Televizyonlarımız iftar ve sahur programlarında her sene az çok yeni mekanlardan yayın yapıyorlar. Muhteva ve sunuş biçiminde arayış içindeler. Bizde televizyonculuk TRT ve tek kanalla başladı. İftar programları Ankara‘daki stüdyo kayıtlarından ve banttan yapılırdı. Senelerce aynı formatta devam etti. Özel kanalların çoğalmasıyla çeşitlilik ve rekabet başladı. TRT bir ara özel kanalların gerisinde kaldı, reytingleri düştü.
İbrahim Şahin’in genel müdürlüğünden sonra yeni bir döneme girildi. TRT‘nin kanalları çoğaldı. Kaliteli ve pahalı yapımlara yer verildi.

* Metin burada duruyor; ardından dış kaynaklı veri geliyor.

//! Named bounds used throughout the crate (spec.md §3), kept in one place
//! instead of scattered magic numbers.

/// Smallest number of dice a `dice_roll` will actually draw; negative
/// counts clamp up to this, not to zero.
pub const MIN_DICE: i64 = 0;

/// Largest number of dice (and largest face count) a single `dice_roll`
/// will use, regardless of what the chat text asked for.
pub const MAX_DICE: i64 = 300;

/// Cap on the total number of dice any single explode/reroll modifier can
/// add or replace, counted cumulatively across the whole modifier's run
/// rather than per iteration (spec.md §9, Open Question 3).
pub const MAX_EXPANSION: usize = 100;

/// Longest chat message `render_chat` will evaluate. Longer input is
/// returned unevaluated, matching the HTTP handler's guard in the
/// implementation this crate's chat-rendering behavior is modeled on.
pub const MAX_MESSAGE_CHARS: usize = 200;
use std::{error::Error, fmt::Display};

use crate::parser::*;

/// Result type used accross the library
pub type Result<T> = std::result::Result<T, RollError>;

/// The error reported
#[derive(Debug)]
pub enum RollError {
    /// Error while parsing the expression, emitted by `pest`
    ParseError(pest::error::Error<Rule>),
    /// Any other error while walking the AST, the String contains an explaination of what happened
    ParamError(String),
}

impl Display for RollError {
    fn fmt(&self, f: &mut std::fmt::Formatter<'_>) -> std::fmt::Result {
        match self {
            RollError::ParseError(e) => write!(f, "{}", e),
            RollError::ParamError(e) => write!(f, "{}", e),
        }
    }
}

impl Error for RollError {}

impl From<pest::error::Error<Rule>> for RollError {
    fn from(e: pest::error::Error<Rule>) -> Self {
        RollError::ParseError(e)
    }
}

impl From<&str> for RollError {
    fn from(e: &str) -> Self {
        RollError::ParamError(e.to_string())
    }
}

impl From<String> for RollError {
    fn from(e: String) -> Self {
        Self::ParamError(e)
    }
}
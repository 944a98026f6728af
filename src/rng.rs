//! Random source abstraction (spec.md §2 item 1, §6.3). Generalized from
//! `caith::Roller`'s internal `DiceRollSource` trait, widened from `u64`
//! to `i64` to match this crate's face-count type.

use rand::Rng;

/// Capability `uniform(1, sides) -> integer`, injectable so evaluation is
/// deterministic in tests. Implementors only ever see `sides >= 1`: the
/// clamp-and-zero handling for non-positive face counts lives in
/// `crate::dice::do_roll` and the modifier draw helpers, not here.
pub trait DiceRollSource {
    fn roll_die(&mut self, sides: i64) -> i64;
}

/// Adapts any `rand::Rng` into a `DiceRollSource`, the way `caith` wraps
/// `rand::thread_rng()` behind its own trait.
pub struct RngDiceSource<'a, R: Rng> {
    rng: &'a mut R,
}

impl<'a, R: Rng> RngDiceSource<'a, R> {
    pub fn new(rng: &'a mut R) -> Self {
        Self { rng }
    }
}

impl<R: Rng> DiceRollSource for RngDiceSource<'_, R> {
    fn roll_die(&mut self, sides: i64) -> i64 {
        debug_assert!(sides >= 1, "roll_die called with non-positive sides");
        self.rng.gen_range(1..=sides)
    }
}

/// A deterministic test double that hands out a fixed sequence of
/// results, panicking if it runs dry — analogous to `caith`'s
/// `IteratorDiceRollSource` test helper. Exposed (not `#[cfg(test)]`-only)
/// so downstream crates can reuse it for their own deterministic tests,
/// mirroring how `caith` keeps its helper `pub(crate)` within its own
/// test module; here it's small enough to just ship.
pub struct FixedSequence {
    values: std::collections::VecDeque<i64>,
}

impl FixedSequence {
    pub fn new(values: Vec<i64>) -> Self {
        Self {
            values: values.into(),
        }
    }
}

impl DiceRollSource for FixedSequence {
    fn roll_die(&mut self, sides: i64) -> i64 {
        let value = self
            .values
            .pop_front()
            .expect("FixedSequence ran out of values");
        assert!(
            value >= 1 && value <= sides,
            "FixedSequence yielded {value} for a d{sides}"
        );
        value
    }
}

/// A deterministic test double whose every draw equals the face count —
/// the "each `uniform(1, f)` returns `f`" source spec.md §8's concrete
/// scenarios are seeded with.
pub struct MaxRoller;

impl DiceRollSource for MaxRoller {
    fn roll_die(&mut self, sides: i64) -> i64 {
        sides
    }
}

#[cfg(test)]
mod tests {
    use super::*;

    #[test]
    fn fixed_sequence_yields_values_in_order() {
        let mut src = FixedSequence::new(vec![3, 5]);
        assert_eq!(src.roll_die(6), 3);
        assert_eq!(src.roll_die(6), 5);
    }

    #[test]
    #[should_panic(expected = "ran out of values")]
    fn fixed_sequence_panics_when_exhausted() {
        let mut src = FixedSequence::new(vec![1]);
        src.roll_die(6);
        src.roll_die(6);
    }

    #[test]
    fn max_roller_always_returns_the_face_count() {
        let mut src = MaxRoller;
        assert_eq!(src.roll_die(20), 20);
        assert_eq!(src.roll_die(6), 6);
    }
}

Son olarak Dünya Kupası yayın hakkını TRT satın aldı. Reklam gelirleri de o nispette artmış olmalı. TRT‘nin kanal sayısı artmasına rağmen devamlı klasik Türk Müziği yayını yapan bir kanalının bulunmamasından şikayetçiyim.
Kız Kulesi
İftar ve sahur programları eskiden sıradan ve biraz da baştan savma olurdu. Yeni dönemden sonra çok ciddiye alındı. Mesela birkaç yıl vapurdan yayın yapıldı. İstanbul’un, boğazın nefis manzarası dekor olarak kullanıldı. TRT daha sonraTopkapı Sarayı Seyir Köşkü‘nde mekan tuttu. İstanbul’un silüeti, Boğaziçi manzaraları etkileyici idi.
TRT 1 bu sene yer olarak Kız Kulesi’ni seçmiş. Kız Kulesi, İzmir’in Saat Kulesi gibi,İstanbul’un en önemli simgelerinden biri. Boğazın girişinde, bütün cami, saray ve kuleleriyle İstanbul’u en iyi şekilde görebilen bir yerde. Boğaziçi manzaraları, gelip geçen vapurlar ile harika görüntü çeşitliliğine sahip.
Güzel bir platform yapılmış. Belli ki hiçbir masraftan kaçınılmamış. Grup vakitlerindeki İstanbul ve Üsküdar silüetlerine doyum olmuyor. Program süresince usta kameramanlar muhteşem bir görsel şölen yaşatıyor.
Bir tv yayınında şüphesiz mekanlar ve görsellik önemlidir. Program yöneticileri, İstanbul’un eşsiz doğal güzelliklerini sonuna kadar kullanıyor. Mahzuru da yok değil. Serin günlerde konuşmacılar ve görevliler üşüyor. Üçüncü gün iftar konuğuEmin Işık Hoca bunu hissettirdi. Kim bilir sahurda ne kadar soğuk oluyordur.
Öz kaybolmamalı Bu arada şunları düşünmeden edemedim. Her şeyden evvel bu bir dini yayın. Dinlenebilir ve birikimli konuklar da çağrılıyor. Allah razı olsun. Ama acaba biraz lükse mi kaçıyoruz? Fazla gösterişçi mi olduk? Yetenekli sunucu Bekir Develi’nin motorla gelip Kızkulesi’ne artistik şekilde atlaması hoş idi ama göstermek şart mı? Her gün bir yığın insanın Kızkulesi’ne getirilip götürülmesi zahmetine değer mi?
Hatırıma buna benzer sorular geliyor. Ama olaya olumlu mu olumsuz mu bakmak konusunda tereddütlüyüm. Varlıktan, imkandan, maddi zenginlikten bu program da payını alsın ne çıkar denebilir. Asıl olan konunun özüdür. Konu burada dindir, ibadettir. Dinde ihlas, yani içtenlik ve samimiyet başta gelir. Bu öz ve muhteva şatafatla ve abartılı ihtişam gösterisiyle gölgeleniyor mu sorusu hatırıma geliyor.